Le déclin industriel français ne date pas d’hier. Les années s’ouvrent sur une chute brutale de la réalisation manufacturière : -12, 5% entre le 1er trimestre et le 4ème trimestre 93. L’économie française comme celles des autres pays avancés tombe en récession. Récession amplifiée, en France, par le durcissement de la politique monétaire : les taux d’utilité flambent et les sociétés comme les ménages doivent se désendetter en toute urgence. Cela met à terre la construction, un débouché majeur de la fabrication industirelle, ce qui accentue sa perte.

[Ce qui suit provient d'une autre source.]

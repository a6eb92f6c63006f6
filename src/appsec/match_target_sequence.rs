//! Match target evaluation order

use serde::{Deserialize, Serialize};
use validator::Validate;

use super::errors::Result;
use super::operation::Call;
use super::{Appsec, BASE_PATH};
use crate::session::Transport;

/// A match target and its position
#[derive(Debug, Clone, Default, PartialEq, Eq, Serialize, Deserialize)]
#[serde(rename_all = "camelCase")]
pub struct MatchTargetItem {
    pub sequence: i64,
    pub target_id: i64,
}

#[derive(Debug, Clone, Default, Validate)]
pub struct GetMatchTargetSequenceRequest {
    #[validate(range(min = 1))]
    pub config_id: i64,
    #[validate(range(min = 1))]
    pub config_version: i64,
    /// `website` or `api`
    #[validate(length(min = 1))]
    pub target_type: String,
}

#[derive(Debug, Clone, Default, PartialEq, Serialize, Deserialize)]
#[serde(rename_all = "camelCase")]
pub struct GetMatchTargetSequenceResponse {
    #[serde(default)]
    pub target_sequence: Vec<MatchTargetItem>,
    #[serde(rename = "type", default)]
    pub target_type: String,
}

#[derive(Debug, Clone, Default, Serialize, Validate)]
#[serde(rename_all = "camelCase")]
pub struct UpdateMatchTargetSequenceRequest {
    #[serde(skip)]
    #[validate(range(min = 1))]
    pub config_id: i64,
    #[serde(skip)]
    #[validate(range(min = 1))]
    pub config_version: i64,
    #[serde(rename = "type")]
    #[validate(length(min = 1))]
    pub target_type: String,
    pub target_sequence: Vec<MatchTargetItem>,
}

pub type UpdateMatchTargetSequenceResponse = GetMatchTargetSequenceResponse;

impl<T: Transport> Appsec<T> {
    pub async fn get_match_target_sequence(
        &self,
        params: &GetMatchTargetSequenceRequest,
    ) -> Result<GetMatchTargetSequenceResponse> {
        let path = format!(
            "{}/configs/{}/versions/{}/match-targets/sequence",
            BASE_PATH, params.config_id, params.config_version
        );
        self.execute(
            Call::get("GetMatchTargetSequence", path)
                .validate(params)
                .query("type", &params.target_type),
        )
        .await
    }

    /// Replace the evaluation order of one target type
    pub async fn update_match_target_sequence(
        &self,
        params: &UpdateMatchTargetSequenceRequest,
    ) -> Result<UpdateMatchTargetSequenceResponse> {
        let path = format!(
            "{}/configs/{}/versions/{}/match-targets/sequence",
            BASE_PATH, params.config_id, params.config_version
        );
        self.execute(
            Call::put("UpdateMatchTargetSequence", path)
                .validate(params)
                .json(params),
        )
        .await
    }
}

Car de manière à repérer le désastre industriel français, il convient de revenir sur les erreurs stratégiques des pouvoirs publics français et de nos grands patrons, eux-mêmes issus du moule techno-politique via les grands corps. Nous devons à Serge Tchuruk dans les années 90, le boss de ce qui était alors Alcatel ( depuis démantelé en de nombreuses entités ), d’avoir théorisé chez nous le concept d’industrie sans usines, sans actifs, «asset-light» : une hérésie stratégique vite abandonnée par les Américains mais qui a perduré en France jusque dans les années . Or notre monde économe actuel, loin d’avoir vu la disparition de la vieille industrie en remplacement d’une économie purement tertiaire et de prestation, est beaucoup plus complexe. En réalité nos économies sont devenues mega industrielles, avec le tool ou les services à valeur ajoutée qui sont venus transformer l’usine d’époque. Les smart factories embarquent des compétences en info, robotique et automatisation en brouillant la frontière avec l’univers de la technologie et des GAFA. Ainsi, d’une certaine manière, la fabrication industirelle n’existe peut-être plus comme secteur autonome mais paradoxalement elle est omniprésente : même les commerciales des nouvelles avancées technologiques doivent déployer des plateformes industrielles et logistiques colossales, que ce soit Amazon ou Google avec ses data centers.

Latécoére inaugurait en mai dernier sa toute nouvelle usine 4. 0 à Montredon, régionnalement toulousaine, une structure destinée à satisfaire encore plus sa clientèle en réduisant soins de production des pièces faites. Au programme : des solutions RFID ( Radio Identification ), un suivi en temps réel des stocks, des opérations digitalisées à 100% ( zéro papier ), une autonomie de 18h de ses machines et aussi un déchargement – chargement – contrôle des pièces robotisé. Cette smart factory représente avec ses 6000m2 37 centaines de milliers d’euros d’investissement et est maintenant le signe de la contemporanéité de Latécoère. Totalement digitalisée et connectée, la société vante même le jumeau numérique de son nouveau centre de production, un outil permettant la simulation continue des flux de génération et des conséquences sur l’optimisation de l’atelier la traçabilité des pièces ou aussi la planification de la sécurité.